1.2 Install bike parking inside office buildings. Providing indoor bike parking is one of the most effective ways to encourage people to bicycle to work. Less than 250 office buildings in Chicago currently provide indoor bike parking, however. Indoor bike parking can often be established with minimal effort and expense. Partner with the Building Owners and Managers Association (BOMA) and other appropriate organizations to publicize this service.
1.2.1 Performance Measures: Provide free consulting services to encourage the installation of indoor bike parking at 15 – 25 buildings per year, beginning in 2005.

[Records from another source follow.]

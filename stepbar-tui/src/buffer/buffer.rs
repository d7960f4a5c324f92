use super::Cell;
use crate::color::Rgb;
use crate::text::char_width;

#[derive(Debug, Clone)]
pub struct Buffer {
    width: u16,
    height: u16,
    cells: Vec<Cell>,
}

impl Buffer {
    pub fn new(width: u16, height: u16) -> Self {
        let cells = vec![Cell::default(); (width as usize) * (height as usize)];
        Self {
            width,
            height,
            cells,
        }
    }

    pub fn width(&self) -> u16 {
        self.width
    }

    pub fn height(&self) -> u16 {
        self.height
    }

    pub fn get(&self, x: u16, y: u16) -> Option<&Cell> {
        if x < self.width && y < self.height {
            Some(&self.cells[self.index(x, y)])
        } else {
            None
        }
    }

    pub fn get_mut(&mut self, x: u16, y: u16) -> Option<&mut Cell> {
        if x < self.width && y < self.height {
            let idx = self.index(x, y);
            Some(&mut self.cells[idx])
        } else {
            None
        }
    }

    pub fn set(&mut self, x: u16, y: u16, cell: Cell) {
        if x < self.width && y < self.height {
            let idx = self.index(x, y);
            self.cells[idx] = cell;
        }
    }

    /// Write a glyph, marking the next cell as a continuation when it is wide.
    ///
    /// Returns the number of columns used.
    pub fn put_char(&mut self, x: u16, y: u16, char: char, fg: Rgb, bg: Rgb) -> u16 {
        let width = char_width(char).max(1) as u16;
        self.set(x, y, Cell::new(char).with_fg(fg).with_bg(bg));
        for offset in 1..width {
            let Some(cell) = self.get_mut(x.saturating_add(offset), y) else {
                break;
            };
            *cell = Cell::new(' ').with_fg(fg).with_bg(bg);
            cell.wide_continuation = true;
        }
        width
    }

    /// Write a string starting at `(x, y)`, clipped at the right edge.
    pub fn put_str(&mut self, x: u16, y: u16, text: &str, fg: Rgb, bg: Rgb) -> u16 {
        let mut col = x;
        for ch in text.chars() {
            if col >= self.width {
                break;
            }
            col = col.saturating_add(self.put_char(col, y, ch, fg, bg));
        }
        col - x
    }

    /// Paint `width` cells of background starting at `(x, y)`.
    pub fn fill(&mut self, x: u16, y: u16, width: u16, bg: Rgb) {
        for col in x..x.saturating_add(width) {
            self.set(col, y, Cell::new(' ').with_bg(bg));
        }
    }

    fn index(&self, x: u16, y: u16) -> usize {
        (y as usize) * (self.width as usize) + (x as usize)
    }

    pub fn diff<'a>(&'a self, other: &'a Buffer) -> impl Iterator<Item = (u16, u16, &'a Cell)> {
        self.cells
            .iter()
            .zip(other.cells.iter())
            .enumerate()
            .filter(|(_, (a, b))| a != b)
            .map(move |(i, (cell, _))| {
                let x = (i % self.width as usize) as u16;
                let y = (i / self.width as usize) as u16;
                (x, y, cell)
            })
    }

    pub fn clear(&mut self) {
        for cell in &mut self.cells {
            *cell = Cell::default();
        }
    }

    /// The characters of one row, continuation cells skipped.
    pub fn row_text(&self, y: u16) -> String {
        (0..self.width)
            .filter_map(|x| self.get(x, y))
            .filter(|cell| !cell.wide_continuation)
            .map(|cell| cell.char)
            .collect()
    }
}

1.3 Provide long-term bike parking for employees at buildings owned by the City of Chicago and its sister agencies. If successful, expand and improve initiative.
1.3.1 Performance Measure: Pilot long-term bike parking in 5 – 10 buildings owned by the City of Chicago and its sister agencies in 2006.
1.3.2 Best Practice: San Francisco, CA

1.4 Partner with public institutions (e.g., universities, hospitals) to install short and long-term bike parking on their properties. Providing bike parking for employees, visitors, and students encourages bicycling, increasing the overall parking capacity of these institutions at minimal cost.
1.4.1 Performance Measure: Partner with 3 – 5 public institutions per year, beginning in 2006.

1.5 Encourage installation of bike parking at retail locations.Shopping centers and other retail outlets often have insufficient bike parking. Whatever bike parking is provided is often inconveniently located and/or poorly designed, further discouraging use. Providing bike parking is an inexpensive way to encourage people to shop by bike, increasing overall parking capacity at minimal cost.
1.5.1 Performance Measures: Encourage 10 existing shopping centers to provide adequate bike parking by 2007, and an additional 25 – 50 existing shopping centers by 2010.

1.6 Place stickers on selected parking meters to advise bicyclists that they are appropriate locations for bike parking.
1.6.1 Performance Measure: Attach stickers to 100 – 200 parking meters per year, beginning in 2007.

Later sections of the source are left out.